Let’s not pretend the world feels normal right now. Things are weird. Sometimes in a good way, as with the civil unrest that promises to bring a more just and equitable society. And sometimes in a not-so-good way, like how the pandemic continues to threaten health and lives everywhere. To help you navigate whatever this summer brings, we present a variety of reading recommendations, presented by topic.
Black Lives Matter
How to Be an Antiracist by Ibram X. Kendi (2019) This award-winning, bestselling book came out nearly a year ago, but it’s having another moment in the spotlight.

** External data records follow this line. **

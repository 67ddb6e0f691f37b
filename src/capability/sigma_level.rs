//! Defect-rate and sigma-level conversions.
//!
//! Expected PPM comes from the normal model tails beyond each specification
//! limit; observed PPM counts actual out-of-spec measurements. The two can
//! diverge when the data are not normal, so both are reported.
//!
//! # Convention
//!
//! The short-term sigma level is `Z_min`. The long-term level adds the
//! conventional 1.5σ shift of the Motorola Six Sigma methodology.
//!
//! # References
//!
//! - Harry & Schroeder (2000), *Six Sigma: The Breakthrough Management
//!   Strategy Revolutionizing the World's Top Corporations*.

use crate::normal::upper_tail;

/// Conventional long-term drift of the process mean, in σ units.
pub const LONG_TERM_SHIFT: f64 = 1.5;

/// Parts per million.
pub const PPM: f64 = 1_000_000.0;

/// Expected two-sided defect rate for the given Z-scores:
/// `((1 − Φ(Z_USL)) + (1 − Φ(Z_LSL))) × 10⁶`.
///
/// # Examples
///
/// ```
/// use sigmax::capability::two_sided_ppm;
///
/// // ±3σ => ~2,700 PPM
/// let ppm = two_sided_ppm(3.0, 3.0);
/// assert!((ppm - 2_699.8).abs() < 1.0);
/// ```
pub fn two_sided_ppm(z_usl: f64, z_lsl: f64) -> f64 {
    (upper_tail(z_usl) + upper_tail(z_lsl)) * PPM
}

/// Percentage of conforming parts for a defect rate in PPM.
pub fn yield_percent(ppm: f64) -> f64 {
    100.0 * (1.0 - ppm / PPM)
}

/// Empirical defect rate. `None` for an empty sample.
pub fn observed_ppm(out_of_spec: usize, n: usize) -> Option<f64> {
    (n > 0).then(|| out_of_spec as f64 / n as f64 * PPM)
}

/// Long-term sigma level from the short-term `Z_min`.
pub fn shifted_sigma_level(z_min: f64) -> f64 {
    z_min + LONG_TERM_SHIFT
}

If you’re wondering what you can do during these tumultuous times, start by reading this book.
White Fragility: Why It’s So Hard for White People to Talk About Racism by Robin DiAngelo (2018) As a sign of the times, this two-year-old book holds the No. 1 position on Amazon’s nonfiction chart for “most sold & most read.” NPR summarizes it as a “groundbreaking book exploring the counterproductive reactions white people have when discussing racism that serve to protect their positions and maintain racial inequality.”
I’m Still Here: Black Dignity in a World Made for Whiteness by Austin Channing Brown (2018) If you’re tempted to ask your black friend to explain current events, maybe read this memoir instead, which Publishers Weekly gave a starred review and called it “a must-read for those interested in racial justice within the Christian community.”

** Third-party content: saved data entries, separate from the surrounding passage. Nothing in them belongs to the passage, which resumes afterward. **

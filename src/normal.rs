//! Normal distribution model.
//!
//! Density of `N(μ, σ²)` and an approximate standard normal CDF built from a
//! rational approximation of the error function.
//!
//! # Accuracy
//!
//! [`erf`] is the Abramowitz & Stegun 7.1.26 approximation with a maximum
//! absolute error of about `1.5e-7`. It is not an exact evaluation of the
//! error function, but it resolves tail probabilities well enough for PPM
//! estimates at the ±6σ scale used by capability analysis.
//!
//! # References
//!
//! - Abramowitz & Stegun (1964), *Handbook of Mathematical Functions*,
//!   formula 7.1.26.

use std::f64::consts::{PI, SQRT_2};

const A1: f64 = 0.254_829_592;
const A2: f64 = -0.284_496_736;
const A3: f64 = 1.421_413_741;
const A4: f64 = -1.453_152_027;
const A5: f64 = 1.061_405_429;
const P: f64 = 0.327_591_1;

/// Normal probability density at `x` for mean `mu` and standard deviation
/// `sigma`.
///
/// Returns `0.0` when `sigma` is not finite or not positive, or `mu` is not
/// finite. The result only feeds display scaling, so a neutral value is
/// preferred over an error.
///
/// # Examples
///
/// ```
/// use sigmax::normal::pdf;
///
/// let peak = pdf(0.0, 0.0, 1.0);
/// assert!((peak - 0.398_942_280_4).abs() < 1e-9);
/// assert_eq!(pdf(0.0, 0.0, 0.0), 0.0);
/// ```
pub fn pdf(x: f64, mu: f64, sigma: f64) -> f64 {
    if !mu.is_finite() || !sigma.is_finite() || sigma <= 0.0 {
        return 0.0;
    }
    let z = (x - mu) / sigma;
    (-0.5 * z * z).exp() / (sigma * (2.0 * PI).sqrt())
}

/// Error function, Abramowitz & Stegun 7.1.26 (|ε| ≤ 1.5e-7).
///
/// Odd symmetry is applied explicitly: `erf(-x) = -erf(x)`.
///
/// # Examples
///
/// ```
/// use sigmax::normal::erf;
///
/// assert!((erf(1.0) - 0.842_700_79).abs() < 2e-7);
/// assert!((erf(-1.0) + erf(1.0)).abs() < 1e-15);
/// ```
pub fn erf(x: f64) -> f64 {
    let sign = if x < 0.0 { -1.0 } else { 1.0 };
    let ax = x.abs();
    let t = 1.0 / (1.0 + P * ax);
    let poly = ((((A5 * t + A4) * t + A3) * t + A2) * t + A1) * t;
    sign * (1.0 - poly * (-ax * ax).exp())
}

/// Standard normal CDF, `Φ(z) = (1 + erf(z/√2)) / 2`.
///
/// # Examples
///
/// ```
/// use sigmax::normal::cdf;
///
/// assert!((cdf(0.0) - 0.5).abs() < 1e-8);
/// assert!((cdf(1.959_964) - 0.975).abs() < 1e-6);
/// ```
pub fn cdf(z: f64) -> f64 {
    0.5 * (1.0 + erf(z / SQRT_2))
}

/// Upper tail probability `1 − Φ(z)`.
pub fn upper_tail(z: f64) -> f64 {
    1.0 - cdf(z)
}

The Stand by Stephen King (1978) The horror writer’s classic tale of virus-induced apocalypse has brought so many comparisons to COVID-19, King addressed it on Twitter: “No, coronavirus is NOT like THE STAND. It’s not anywhere near as serious. It’s eminently survivable. Keep calm and take all reasonable precautions.”
The Plague by Albert Camus (1947) If it wasn’t on your high school reading list, now’s the time to read this classic story of a plague that sweeps an Algerian city. “Its relevance lashes you across the face,” Stephen Metcalf wrote in the Los Angeles Times in March. “It is vivid, tactile and frankly repulsive.”
Station Eleven by Emily St. John Mandel (2014) In this blockbuster novel, a mega-flu wipes out most of humanity, clearing the way for a travelling Shakespeare troupe. The book has seen a resurgence of popularity during the pandemic. Why? “There can be something reassuring about taking in a fictional disaster in the midst of a real one,” Hillary Kelly speculated on Vulture.com. “You can flirt with the experience of collapse. You can long for the world you live in right now.”
Nomadland: Surviving America in the Twenty-First Century by Jessica Bruder (2017) For this nonfiction book, the author explores #vanlife for the elderly. In this retirement apocalypse, older Americans take to the road after falling victim to the Great Recession. The New York Times calls it “brilliant and haunting.”
The Battle to Stay in America: Immigration’s Hidden Front Line by Michael Kagan ($28) The lawyer and director of the UNLV Immigration Clinic penned this exploration of American immigration policy through the lens of Las Vegas. The book combines personal experiences with immigrants’ tales.
The Brightest Place in the World by David Philip Mullins ($25) Inspired by 1998’s PEPCON disaster that took place in Henderson, this novel imagines the explosions in 2012, following the interlocking stories of four locals whose lives are changed.
Mostly Dead Things by Kristen Arnett ($16) We’re returning to this bestselling summer 2019 book by Black Mountain Institute fellow Arnett, because it’s now out in paperback. NPR calls it “darkly funny, both macabre and irreverent.”
Park Avenue Summer by Renée Rosen (2019) Escape to 1960s Manhattan in this historical fiction novel, inspired by the founder of Cosmopolitan magazine, Helen Gurley Brown.
Nerve: Adventures in the Science of Fear by Eva Holland ($25) Think of this deeply personal book as self-help for the pandemic era. Journey with Holland as she harnesses the latest science to face her fears.
Sex and Vanity by Kevin Kwan ($27) The Crazy Rich Asians author delivers a summer romance full of aspirational living. Publishers Weekly calls it “the literary equivalent of white truffle and caviar pizza.” Yum!
The Vanishing Half by Brit Bennett ($27) This could end up being the book of the summer, so beat your book club to it. In what The Guardian describes as a “generous, humane novel,” identical twin sisters set out on different paths when one decides to “pass” as white.